Data excerpts -

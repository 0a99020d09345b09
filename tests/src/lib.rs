//! Shared setup for the HTTP integration tests.

pub mod fixtures;
pub mod setup;
//! End-to-end attendance flow over HTTP: token, heartbeats, finalization,
//! and the attendance report.

use axum::http::StatusCode;
use chrono::Duration;
use integration_tests::fixtures::{self, at, ALICE, BOB, CAROL, LECTURE_ID};
use integration_tests::setup::{request_token, send_heartbeat, token_for, TestContext};

/// Token response carries the token and an expiry ten minutes out.
#[tokio::test]
async fn test_issue_token() {
    let ctx = TestContext::new().await;
    ctx.set_time(at(9, 2));
    let server = ctx.server();

    let response = request_token(&server, LECTURE_ID, ALICE).await;
    response.assert_status_ok();

    let body: serde_json::Value = response.json();
    assert!(!body["token"].as_str().unwrap().is_empty());
    assert_eq!(body["expires_at"], "2026-03-02T09:12:00Z");
}

/// Heartbeats update last_seen and mark the student present before finalization.
#[tokio::test]
async fn test_heartbeat_marks_present() {
    let ctx = TestContext::new().await;
    ctx.set_time(at(9, 1));
    let server = ctx.server();
    let token = token_for(&server, ALICE).await;

    let response = send_heartbeat(&server, ALICE, &token).await;
    response.assert_status_ok();
    let body: serde_json::Value = response.json();
    assert_eq!(body["lecture_id"], LECTURE_ID);
    assert_eq!(body["last_seen_at"], "2026-03-02T09:01:00Z");

    ctx.set_time(at(9, 4));
    let body: serde_json::Value = send_heartbeat(&server, ALICE, &token).await.json();
    assert_eq!(body["last_seen_at"], "2026-03-02T09:04:00Z");

    let report: serde_json::Value = server
        .get(&format!("/lectures/{}/attendance", LECTURE_ID))
        .await
        .json();
    let records = report["records"].as_array().unwrap();
    assert_eq!(records.len(), 1);
    assert_eq!(records[0]["student_id"], ALICE);
    assert_eq!(records[0]["status"], "present");
    assert_eq!(records[0]["checked_in_at"], "2026-03-02T09:01:00Z");
    assert!(records[0]["minutes_attended"].is_null());
}

/// Drive a whole lecture: Alice stays throughout, Bob shows up after 9:25,
/// Carol never shows. Each beat uses a fresh token.
async fn run_lecture(ctx: &TestContext) {
    let server = ctx.server();
    let minutes = (0..=120).step_by(9).chain(std::iter::once(120));

    for minute in minutes {
        ctx.set_time(at(9, 0) + Duration::minutes(minute));

        for student in [ALICE, BOB] {
            if student == BOB && minute < 25 {
                continue;
            }
            let token = token_for(&server, student).await;
            send_heartbeat(&server, student, &token)
                .await
                .assert_status_ok();
        }
    }
}

#[tokio::test]
async fn test_finalize_classifies_roster() {
    let ctx = TestContext::new().await;
    run_lecture(&ctx).await;
    let server = ctx.server();

    ctx.set_time(at(11, 5));
    let response = server
        .post(&format!("/lectures/{}/finalize", LECTURE_ID))
        .await;
    response.assert_status_ok();
    let body: serde_json::Value = response.json();
    assert_eq!(body["finalized_count"], 3);

    let report: serde_json::Value = server
        .get(&format!("/lectures/{}/attendance", LECTURE_ID))
        .await
        .json();
    let records = report["records"].as_array().unwrap();
    assert_eq!(records.len(), 3);

    // Alice: joined 9:00, last seen 11:00.
    assert_eq!(records[0]["student_id"], ALICE);
    assert_eq!(records[0]["status"], "present");
    assert_eq!(records[0]["minutes_attended"], 120);

    // Bob: first beat at 9:27, after the 10 minute grace.
    assert_eq!(records[1]["student_id"], BOB);
    assert_eq!(records[1]["status"], "late");
    assert_eq!(records[1]["checked_in_at"], "2026-03-02T09:27:00Z");
    assert_eq!(records[1]["minutes_attended"], 93);

    assert_eq!(records[2]["student_id"], CAROL);
    assert_eq!(records[2]["status"], "absent");
    assert!(records[2]["checked_in_at"].is_null());

    assert_eq!(report["summary"]["present"], 1);
    assert_eq!(report["summary"]["late"], 1);
    assert_eq!(report["summary"]["absent"], 1);
    assert_eq!(report["summary"]["left"], 0);
}

/// Finalizing twice with the same clock yields the same ledger.
#[tokio::test]
async fn test_finalize_is_idempotent() {
    let ctx = TestContext::new().await;
    run_lecture(&ctx).await;
    let server = ctx.server();
    ctx.set_time(at(11, 5));

    let path = format!("/lectures/{}/finalize", LECTURE_ID);
    let report_path = format!("/lectures/{}/attendance", LECTURE_ID);

    server.post(&path).await.assert_status_ok();
    let first: serde_json::Value = server.get(&report_path).await.json();
    server.post(&path).await.assert_status_ok();
    let second: serde_json::Value = server.get(&report_path).await.json();

    assert_eq!(first, second);
}

/// A student who stops sending heartbeats well before the end is marked left.
#[tokio::test]
async fn test_silent_student_is_left() {
    let ctx = TestContext::new().await;
    let server = ctx.server();

    ctx.set_time(at(9, 0));
    let token = token_for(&server, ALICE).await;
    send_heartbeat(&server, ALICE, &token).await.assert_status_ok();
    ctx.set_time(at(9, 5));
    send_heartbeat(&server, ALICE, &token).await.assert_status_ok();

    ctx.set_time(at(11, 1));
    server
        .post(&format!("/lectures/{}/finalize", LECTURE_ID))
        .await
        .assert_status_ok();

    let report: serde_json::Value = server
        .get(&format!("/lectures/{}/attendance", LECTURE_ID))
        .await
        .json();
    let alice = &report["records"][0];
    assert_eq!(alice["status"], "left");
    assert_eq!(alice["minutes_attended"], 5);
}

/// The same flow against SQLite.
#[tokio::test]
async fn test_flow_on_sqlite() {
    let ctx = TestContext::with_sqlite().await;
    let server = ctx.server();

    ctx.set_time(at(10, 55));
    let token = token_for(&server, BOB).await;
    send_heartbeat(&server, BOB, &token).await.assert_status_ok();
    ctx.set_time(at(11, 0));
    send_heartbeat(&server, BOB, &token).await.assert_status_ok();

    ctx.set_time(at(11, 2));
    let body: serde_json::Value = server
        .post(&format!("/lectures/{}/finalize", LECTURE_ID))
        .await
        .json();
    assert_eq!(body["finalized_count"], fixtures::roster().len());

    let report: serde_json::Value = server
        .get(&format!("/lectures/{}/attendance", LECTURE_ID))
        .await
        .json();
    assert_eq!(report["summary"]["late"], 1);
    assert_eq!(report["summary"]["absent"], 2);
    assert_eq!(report["records"][1]["minutes_attended"], 5);

    let response = send_heartbeat(&server, BOB, &token).await;
    response.assert_status(StatusCode::UNPROCESSABLE_ENTITY);
}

Exercise requirements -
Beginning at the top of the data, please return every line until and including the line containing "Drive a whole", copied exactly, and nothing past it.

Task solution -
repository 0a99020d09345b09
filename tests/src/lib.rs
//! Shared setup for the HTTP integration tests.

pub mod fixtures;
pub mod setup;
//! End-to-end attendance flow over HTTP: token, heartbeats, finalization,
//! and the attendance report.

use axum::http::StatusCode;
use chrono::Duration;
use integration_tests::fixtures::{self, at, ALICE, BOB, CAROL, LECTURE_ID};
use integration_tests::setup::{request_token, send_heartbeat, token_for, TestContext};

/// Token response carries the token and an expiry ten minutes out.
#[tokio::test]
async fn test_issue_token() {
    let ctx = TestContext::new().await;
    ctx.set_time(at(9, 2));
    let server = ctx.server();

    let response = request_token(&server, LECTURE_ID, ALICE).await;
    response.assert_status_ok();

    let body: serde_json::Value = response.json();
    assert!(!body["token"].as_str().unwrap().is_empty());
    assert_eq!(body["expires_at"], "2026-03-02T09:12:00Z");
}

/// Heartbeats update last_seen and mark the student present before finalization.
#[tokio::test]
async fn test_heartbeat_marks_present() {
    let ctx = TestContext::new().await;
    ctx.set_time(at(9, 1));
    let server = ctx.server();
    let token = token_for(&server, ALICE).await;

    let response = send_heartbeat(&server, ALICE, &token).await;
    response.assert_status_ok();
    let body: serde_json::Value = response.json();
    assert_eq!(body["lecture_id"], LECTURE_ID);
    assert_eq!(body["last_seen_at"], "2026-03-02T09:01:00Z");

    ctx.set_time(at(9, 4));
    let body: serde_json::Value = send_heartbeat(&server, ALICE, &token).await.json();
    assert_eq!(body["last_seen_at"], "2026-03-02T09:04:00Z");

    let report: serde_json::Value = server
        .get(&format!("/lectures/{}/attendance", LECTURE_ID))
        .await
        .json();
    let records = report["records"].as_array().unwrap();
    assert_eq!(records.len(), 1);
    assert_eq!(records[0]["student_id"], ALICE);
    assert_eq!(records[0]["status"], "present");
    assert_eq!(records[0]["checked_in_at"], "2026-03-02T09:01:00Z");
    assert!(records[0]["minutes_attended"].is_null());
}

/// Drive a whole lecture: Alice stays throughout, Bob shows up after 9:25,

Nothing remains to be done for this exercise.